> **Task requirements**
What lines below include the word "prefix"? Copy each one.

[Entries provided Boundary: Start]

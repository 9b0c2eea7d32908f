//! Command invocations
//!
//! A [`CommandInvocation`] is an ordered token sequence plus the two
//! execution options the batch job cares about: whether a shell interprets
//! the line and whether a non-zero exit aborts the run.

use std::fmt;
use std::path::Path;

/// First token of an invocation
#[derive(Debug, Clone, PartialEq, Eq)]
pub enum Program {
    /// Whatever interpreter the execution context currently points at
    Interpreter,
    /// A literal executable name or path
    Literal(String),
}

/// A command to run through the [`CommandRunner`](super::CommandRunner)
#[derive(Debug, Clone, PartialEq, Eq)]
pub struct CommandInvocation {
    program: Program,
    args: Vec<String>,
    shell: bool,
    exit_on_error: bool,
}

impl CommandInvocation {
    /// Creates an invocation of a literal program, fail-fast by default
    #[must_use]
    pub fn new(program: impl Into<String>) -> Self {
        Self {
            program: Program::Literal(program.into()),
            args: Vec::new(),
            shell: false,
            exit_on_error: true,
        }
    }

    /// Creates an invocation of the active interpreter
    #[must_use]
    pub fn interpreter() -> Self {
        Self {
            program: Program::Interpreter,
            args: Vec::new(),
            shell: false,
            exit_on_error: true,
        }
    }

    /// Appends one argument
    #[must_use]
    pub fn arg(mut self, arg: impl Into<String>) -> Self {
        self.args.push(arg.into());
        self
    }

    /// Appends several arguments
    #[must_use]
    pub fn args<I, S>(mut self, args: I) -> Self
    where
        I: IntoIterator<Item = S>,
        S: Into<String>,
    {
        self.args.extend(args.into_iter().map(Into::into));
        self
    }

    /// Requests shell interpretation of the rendered line
    #[must_use]
    pub fn shell(mut self, shell: bool) -> Self {
        self.shell = shell;
        self
    }

    /// Sets whether a non-zero exit aborts the run
    #[must_use]
    pub fn exit_on_error(mut self, exit_on_error: bool) -> Self {
        self.exit_on_error = exit_on_error;
        self
    }

    /// Shorthand for `exit_on_error(false)`
    #[must_use]
    pub fn soft(self) -> Self {
        self.exit_on_error(false)
    }

    /// The program token
    #[must_use]
    pub fn program(&self) -> &Program {
        &self.program
    }

    /// Arguments after the program
    #[must_use]
    pub fn arguments(&self) -> &[String] {
        &self.args
    }

    /// Whether shell interpretation was requested
    #[must_use]
    pub fn is_shell(&self) -> bool {
        self.shell
    }

    /// Whether a non-zero exit aborts the run
    #[must_use]
    pub fn is_exit_on_error(&self) -> bool {
        self.exit_on_error
    }

    /// Full token list with the interpreter substituted in
    #[must_use]
    pub fn tokens(&self, interpreter: &Path) -> Vec<String> {
        let program = match &self.program {
            Program::Interpreter => interpreter.to_string_lossy().into_owned(),
            Program::Literal(name) => name.clone(),
        };
        std::iter::once(program)
            .chain(self.args.iter().cloned())
            .collect()
    }
}

impl fmt::Display for CommandInvocation {
    fn fmt(&self, f: &mut fmt::Formatter<'_>) -> fmt::Result {
        let program = match &self.program {
            Program::Interpreter => "<interpreter>",
            Program::Literal(name) => name.as_str(),
        };
        write!(f, "{program}")?;
        for arg in &self.args {
            write!(f, " {}", shell_words::quote(arg))?;
        }
        Ok(())
    }
}

/// Quoting convention of the shell that interprets shell-mode lines
#[derive(Debug, Clone, Copy, PartialEq, Eq)]
pub enum HostShell {
    /// `sh -c`
    Posix,
    /// `cmd /C`
    Cmd,
}

impl HostShell {
    /// The shell of the machine this process runs on
    #[must_use]
    pub fn host() -> Self {
        if cfg!(windows) { Self::Cmd } else { Self::Posix }
    }

    /// Quotes one token so the shell passes it through as a single word
    #[must_use]
    pub fn quote(self, token: &str) -> String {
        match self {
            Self::Posix => shell_words::quote(token).into_owned(),
            Self::Cmd => {
                if token.is_empty() {
                    "\"\"".to_string()
                } else if token.contains([' ', '\t', '&', '|', '<', '>', '^', '(', ')']) {
                    format!("\"{}\"", token.replace('"', "\\\""))
                } else {
                    token.to_string()
                }
            }
        }
    }

    /// Renders a shell line: the prefix verbatim, every token quoted
    #[must_use]
    pub fn render(self, prefix: &[String], tokens: &[String]) -> String {
        prefix
            .iter()
            .cloned()
            .chain(tokens.iter().map(|t| self.quote(t)))
            .collect::<Vec<_>>()
            .join(" ")
    }

    /// Argument vector that hands `line` to this shell
    #[must_use]
    pub fn wrap(self, line: String) -> Vec<String> {
        match self {
            Self::Posix => vec!["sh".to_string(), "-c".to_string(), line],
            Self::Cmd => vec!["cmd".to_string(), "/C".to_string(), line],
        }
    }
}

[Entries provided Boundary: End]

> **Solution to this problem**
    /// Renders a shell line: the prefix verbatim, every token quoted
    pub fn render(self, prefix: &[String], tokens: &[String]) -> String {
        prefix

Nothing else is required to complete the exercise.